Congressmen question CMS on Kymriah’s outcomes-based contracting

‘An unaffordable drug is 100 percent ineffective’


Think of it as an initial skirmish in the standoff between the pharma industry, which wants top dollar for new medicines with dramatic cure rates, and the biggest US payer: the federal government. Rep. Lloyd Doggett (D-TX) and eight other Democratic Congress members sent a letter to Seema Verma, CMS administrator, requesting information on how Novartis’ newly approved Kymriah therapy, a treatment for acute lymphoblastic leukemia (ALL) would be reimbursed. Kymriah (tisagenleclucel) is the first FDA-approved drug employing CAR-T therapy (genetically manipulating patients’ own T cells), showing high promise in essentially curing the majority of patients who have failed other therapies.

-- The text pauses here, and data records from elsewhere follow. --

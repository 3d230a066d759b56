//! QAOA Landscape CLI Entry Point

use clap::Parser;
use tracing_subscriber::{layer::SubscriberExt, util::SubscriberInitExt, EnvFilter};

use qaoa_landscape_cli::{commands, config, Cli, Commands};

fn main() -> anyhow::Result<()> {
    // Logs go to stderr so JSON on stdout stays clean
    tracing_subscriber::registry()
        .with(EnvFilter::try_from_default_env().unwrap_or_else(|_| EnvFilter::new("info")))
        .with(
            tracing_subscriber::fmt::layer()
                .with_target(false)
                .with_writer(std::io::stderr),
        )
        .init();

    let cli = Cli::parse();
    let config = config::load_config(cli.config.as_deref())?;

    match cli.command {
        Commands::Landscape(args) => commands::landscape::run(args, &config)?,
        Commands::Compare(args) => commands::compare::run(args, &config)?,
        Commands::Clusters(args) => commands::clusters::run(args, &config)?,
        Commands::WarmStarts(args) => commands::warm_starts::run(args)?,
        Commands::Maxcut(args) => commands::maxcut::run(args, &config)?,
        Commands::Version => {
            println!("qaoa-landscape {}", env!("CARGO_PKG_VERSION"));
            println!("library version: {}", qaoa_landscape::VERSION);
        }
    }

    Ok(())
}
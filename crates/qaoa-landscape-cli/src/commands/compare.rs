use std::path::PathBuf;

use anyhow::{bail, Context};
use clap::Args;
use serde::Serialize;

use qaoa_landscape::analysis::{
    average_difference, param_transferable_with, transfer_fraction, transferability_coeff,
};
use qaoa_landscape::{LandscapeConfig, TransferThresholds};

use super::landscape::LandscapeReport;
use crate::output::write_json;

#[derive(Args, Debug)]
pub struct CompareArgs {
    /// Landscape whose optimal parameters are transferred
    #[arg(short, long)]
    pub donor: PathBuf,

    /// Landscape that receives the parameters
    #[arg(short, long)]
    pub acceptor: PathBuf,

    /// Relative level a donor cell must reach to count as good
    #[arg(long = "donor-level")]
    pub a: Option<f64>,

    /// Relative level the acceptor must reach on those cells
    #[arg(long = "acceptor-level")]
    pub b: Option<f64>,

    /// Share of donor-good cells that must be acceptor-good
    #[arg(long)]
    pub min_overlap: Option<f64>,

    /// Output file (prints to stdout if not specified)
    #[arg(short, long)]
    pub output: Option<PathBuf>,
}

#[derive(Debug, Serialize)]
struct CompareReport {
    thresholds: TransferThresholds,
    transfer_fraction: f64,
    param_transferable: bool,
    transferability_coeff: f64,
    average_difference: f64,
    donor_maximizing_parameters: Vec<(f64, f64)>,
}

pub fn run(args: CompareArgs, config: &LandscapeConfig) -> anyhow::Result<()> {
    let thresholds = TransferThresholds {
        a: args.a.unwrap_or(config.transfer.a),
        b: args.b.unwrap_or(config.transfer.b),
        min_overlap: args.min_overlap.unwrap_or(config.transfer.min_overlap),
    };
    thresholds.validate()?;

    let donor = LandscapeReport::load(&args.donor)?;
    let acceptor = LandscapeReport::load(&args.acceptor)?;
    if donor.spec != acceptor.spec {
        bail!(
            "landscapes were sampled on different windows ({:?} vs {:?})",
            donor.spec,
            acceptor.spec
        );
    }
    let (e1, e2) = (donor.grid.values(), acceptor.grid.values());

    let report = CompareReport {
        thresholds,
        transfer_fraction: transfer_fraction(e1, e2, thresholds.a, thresholds.b)?,
        param_transferable: param_transferable_with(e1, e2, &thresholds)?,
        transferability_coeff: transferability_coeff(e1, e2).context("transferability coefficient")?,
        average_difference: average_difference(e1, e2).context("average difference")?,
        donor_maximizing_parameters: donor.maximizing_parameters,
    };
    tracing::info!(
        transferable = report.param_transferable,
        coeff = report.transferability_coeff,
        "comparison done"
    );
    write_json(&report, args.output.as_deref())
}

When FDA approved the drug, Novartis announced an invoice price of $475,000 for the one-time therapy, and that only Medicare/Medicaid patients who shows significant improvement after one month would be billed—one version of a so-called outcomes-based contract. Analysts had expected the drug to come in between $400,000 and $700,000. Even so (as the Congress letter notes), CAR-T therapy has received some $200 million in public NIH dollars, and Dr. Carl June, the researcher at the University of Pennsylvania whose CAR-T technology has been licensed to Novartis, has said that the internal cost of the therapy (which involves extracting patient T cells, treating them, then re-infusing into the patient) is around $20,000.

The Congressional letter asks CMS some questions that are fairly straightforward for drug pricing and public healthcare expenditures—how many patients will need the drug? How is therapeutic success defined? How will patient data be tracked?—all of which are indicative of the novelty of outcomes-based contracting, whether for public or private health insurance. And it goes on to address some inside-the-Beltway issues: Is Kymriah’s pricing structure similar to what Novartis expects to do outside the US? What CMS political appointees were involved in the Novartis-CMS discussions, and are they former pharma-industry employees? How does the pricing take the prior NIH research funding, and the supposed production costs, into account?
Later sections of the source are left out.